Имея весьма смутное представление о советском строе, они и поныне видят в нём строй, который лишил их того, чего они не имели.
Расставание у нас немного грустное. Они рассказывают мне о стиральной машине, купленной в рассрочку, о холодильнике, купленном в рассрочку, и о машине, которую они пока лишь собираются купить в многолетнюю рассрочку. Но они, кажется, и сами не убеждены в том, что эта столь характеризующая здешних эмигрантов «святая троица», которой тут весьма часто козыряют с какой-то наивной убеждённостью и отчасти с похвальбой, способна заменить эстонский снег. Я спросил мужа:
— Значит, у вас все есть? Чего же вам не хватает?
— Таллина. И стопки водки.
Родина — непереводимое слово. Содержание его слишком велико. Мой гость выразил его с помощью двух понятий. И, дружески расставшись с ним, я подумал, что Таллин и стопка водки — не такое уже неудачное определение.

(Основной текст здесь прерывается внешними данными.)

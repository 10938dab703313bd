//! Bounded-jitter retry for mapping-source fetches.
//!
//! Delays follow a deterministic exponential schedule (200 ms doubling
//! up to a 5 s cap by default) with a small uniform jitter, at most
//! [`MAX_JITTER`], added on top of each delay. Keeping the jitter
//! additive and bounded de-synchronizes concurrent pollers without
//! stretching the worst-case wait the way interval-proportional
//! randomization would.
//!
//! Whether a failure is worth retrying at all is the error's call, not
//! this module's: see [`Error::is_transient`].

use std::future::Future;
use std::time::Duration;

use backoff::backoff::Backoff;
use backoff::ExponentialBackoff;
use rand::Rng;
use tokio::time::sleep;
use tracing::debug;

use crate::config::RetryConfig;
use crate::Error;

const MAX_JITTER_MS: u64 = 50;

/// Upper bound on the jitter added to each retry delay.
pub const MAX_JITTER: Duration = Duration::from_millis(MAX_JITTER_MS);

/// Retry policy for mapping-source fetches.
#[derive(Clone)]
pub struct RetryPolicy {
    /// Attempt budget, including the first try.
    pub max_attempts: u32,
    /// First delay of the exponential schedule.
    pub initial_backoff: Duration,
    /// Ceiling of the exponential schedule, before jitter.
    pub max_backoff: Duration,
    /// Growth factor between consecutive delays.
    pub multiplier: f64,
}

impl RetryPolicy {
    /// Create from config
    #[must_use]
    pub fn new(config: &RetryConfig) -> Self {
        Self {
            max_attempts: config.max_attempts,
            initial_backoff: config.initial_backoff,
            max_backoff: config.max_backoff,
            multiplier: config.multiplier,
        }
    }

    /// The deterministic part of the delay sequence.
    ///
    /// Randomization stays off here: the crate's factor scales with the
    /// current interval, which near the cap would smear delays by
    /// seconds. The bounded jitter is added in [`Self::next_delay`].
    fn schedule(&self) -> ExponentialBackoff {
        ExponentialBackoff {
            current_interval: self.initial_backoff,
            initial_interval: self.initial_backoff,
            max_interval: self.max_backoff,
            multiplier: self.multiplier,
            randomization_factor: 0.0,
            max_elapsed_time: None,
            ..ExponentialBackoff::default()
        }
    }

    /// Advance the schedule one step: exponential delay plus up to
    /// [`MAX_JITTER`] of uniform jitter.
    fn next_delay(&self, schedule: &mut ExponentialBackoff) -> Duration {
        let base = schedule.next_backoff().unwrap_or(self.max_backoff);
        base + jitter()
    }
}

impl Default for RetryPolicy {
    fn default() -> Self {
        Self::new(&RetryConfig::default())
    }
}

/// Uniform jitter in `0..=MAX_JITTER`.
fn jitter() -> Duration {
    Duration::from_millis(rand::thread_rng().gen_range(0..=MAX_JITTER_MS))
}

/// Run `f` until it succeeds, fails permanently, or the attempt budget
/// is spent. A zero `max_attempts` still gets one try.
///
/// # Errors
///
/// Returns the first non-transient error unchanged, or the last
/// transient one once every attempt has been used.
pub async fn with_retry<F, Fut, T>(
    policy: &RetryPolicy,
    operation: &str,
    mut f: F,
) -> Result<T, Error>
where
    F: FnMut() -> Fut,
    Fut: Future<Output = Result<T, Error>>,
{
    let budget = policy.max_attempts.max(1);
    let mut schedule = policy.schedule();
    let mut attempt = 0u32;

    loop {
        attempt += 1;

        let error = match f().await {
            Ok(value) => {
                if attempt > 1 {
                    debug!(operation, attempt, "fetch succeeded after retrying");
                }
                return Ok(value);
            }
            Err(e) => e,
        };

        if !error.is_transient() {
            return Err(error);
        }
        if attempt >= budget {
            debug!(
                operation,
                attempt,
                error = %error,
                "attempt budget spent, giving up"
            );
            return Err(error);
        }

        let delay = policy.next_delay(&mut schedule);
        debug!(
            operation,
            attempt,
            next_in_ms = delay.as_millis() as u64,
            error = %error,
            "transient fetch failure, backing off"
        );
        sleep(delay).await;
    }
}

#[cfg(test)]
mod tests {
    use std::sync::atomic::{AtomicU32, Ordering};

    use super::*;

    fn fast_policy() -> RetryPolicy {
        RetryPolicy {
            max_attempts: 3,
            initial_backoff: Duration::from_millis(1),
            max_backoff: Duration::from_millis(4),
            multiplier: 2.0,
        }
    }

    // ── Delay schedule ──────────────────────────────────────────────────

    #[test]
    fn delays_follow_the_schedule_with_bounded_jitter() {
        let policy = RetryPolicy::default();
        let mut schedule = policy.schedule();

        // 200 ms doubling, capped at 5 s, then held there.
        let bases_ms = [200u64, 400, 800, 1600, 3200, 5000, 5000];
        for base_ms in bases_ms {
            let base = Duration::from_millis(base_ms);
            let delay = policy.next_delay(&mut schedule);
            assert!(delay >= base, "delay {delay:?} below base {base:?}");
            assert!(
                delay <= base + MAX_JITTER,
                "delay {delay:?} exceeds base {base:?} + {MAX_JITTER:?}"
            );
        }
    }

    #[test]
    fn jitter_never_exceeds_its_bound() {
        for _ in 0..200 {
            assert!(jitter() <= MAX_JITTER);
        }
    }

    // ── with_retry ──────────────────────────────────────────────────────

    #[tokio::test]
    async fn first_success_takes_one_attempt() {
        let calls = AtomicU32::new(0);
        let result = with_retry(&fast_policy(), "op", || {
            calls.fetch_add(1, Ordering::SeqCst);
            async { Ok::<_, Error>(42) }
        })
        .await;
        assert_eq!(result.unwrap(), 42);
        assert_eq!(calls.load(Ordering::SeqCst), 1);
    }

    #[tokio::test]
    async fn transient_failures_are_retried_until_success() {
        let calls = AtomicU32::new(0);
        let result = with_retry(&fast_policy(), "op", || {
            let n = calls.fetch_add(1, Ordering::SeqCst);
            async move {
                if n < 2 {
                    Err(Error::Source("flaky".to_string()))
                } else {
                    Ok("ok")
                }
            }
        })
        .await;
        assert_eq!(result.unwrap(), "ok");
        assert_eq!(calls.load(Ordering::SeqCst), 3);
    }

    #[tokio::test]
    async fn budget_bounds_the_attempts() {
        let calls = AtomicU32::new(0);
        let result: Result<(), Error> = with_retry(&fast_policy(), "op", || {
            calls.fetch_add(1, Ordering::SeqCst);
            async { Err(Error::Source("down".to_string())) }
        })
        .await;
        assert!(result.is_err());
        assert_eq!(calls.load(Ordering::SeqCst), 3);
    }

    #[tokio::test]
    async fn zero_budget_still_tries_once() {
        let calls = AtomicU32::new(0);
        let policy = RetryPolicy {
            max_attempts: 0,
            ..fast_policy()
        };
        let result: Result<(), Error> = with_retry(&policy, "op", || {
            calls.fetch_add(1, Ordering::SeqCst);
            async { Err(Error::Source("down".to_string())) }
        })
        .await;
        assert!(result.is_err());
        assert_eq!(calls.load(Ordering::SeqCst), 1);
    }

    #[tokio::test]
    async fn permanent_errors_are_not_retried() {
        let calls = AtomicU32::new(0);
        let result: Result<(), Error> = with_retry(&fast_policy(), "op", || {
            calls.fetch_add(1, Ordering::SeqCst);
            async { Err(Error::Mapping("invalid".to_string())) }
        })
        .await;
        assert!(result.is_err());
        assert_eq!(calls.load(Ordering::SeqCst), 1);
    }
}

Несколько минут спустя появился другой эстонец — «полный матрос», как он сам себя назвал, со шведского парохода «Варравонга», стоящего рядом с «Кооперацией». Он покинул Эстонию в 1936 году, все время плавал на шведских и на английских кораблях, дожил до сорока лет с лишним, дослужился до «полного матроса», и выговор у него такой же, как у крестьян с побережья в районе Кунды и Локсы. Благодаря тому, что в каюте сидят и австралийцы, пришедшие к Кунину, выясняется, что английский язык этого старого волка весьма бедный и примитивный. Проводив же его немного погодя на «Варравонгу», я убедился, что так же обстоит дело и со шведским. Мой гость оказался одним из тех типов, которые уже не часто попадаются среди моряков. Он объездил полсвета, побывал в разных гаванях, в больших и богатых городах, видел береговые рельефы всех материков, но ничего не знает. В старые и дикие времена парусников таких типов называли «морскими полоумными», а «полоумные» с парусников были дикарями. Городов и стран они не видели по той причине, что никогда не выбирались дальше первого портового кабака. Но этот ничуть не дикарь. У него приличный костюм, лакированные туфли, тысяча шведских крон месячного заработка и каюта на двоих. Об Эстонии он помнит столько же, сколько о Швеции или Англии, в которых жил, или о Сиднее, где временно сейчас пребывает. Странная фигура. Полный матрос, уже двадцать два года как полный матрос.
А вечером — опять гость, третье посещение. Вчера он пытался разыскать меня дважды, а сегодня несколько раз проходил мимо корабля, но подняться по трапу не решился. Встретились мы только потому, что вахтенный вызвал меня на палубу.
— Вот он. Не пойму, что говорит.
Эта встреча тяжела нам обоим, хотя мы видимся в первый раз и наверняка в последний. Мой гость — пожилой человек, у него весьма правильный, литературный язык, лишь иногда в речи проскальзывает южноэстонское диалектное словечко. Из его путаных и бессвязных объяснений я понимаю только то, что ему пятьдесят девять лет (выглядит он на все семьдесят), что он вместе с детьми бежал в 1944 году из Эстонии (муж его дочери служил в фашистском «Эстонском легионе»), попал в Западную Германию и в 1950 году был привезён на американском корабле сюда. У него нет никаких претензий к Советской власти, никакой злобы на неё. Его не особенно интересует, найдётся ли для него на родине работа, обеспечат ли его квартирой. «Примут ли?» — вот что его волнует. Он, оказывается, не ладит с детьми, не ладит «из-за эстонских дел». Он хочет в Эстонию. Он говорит, что слишком стар, чтоб учить язык, немецкий или английский, что он устал жить «среди чужих» и что «католики» да «мормонские миссионеры» (?) хотят его, честного лютеранина, свести с ума.
И вдруг:
— А тут ни приличного кладбища, ни черта!
Я не согласен. Кладбища в Австралии, по крайней мере в Аделаиде, неплохие.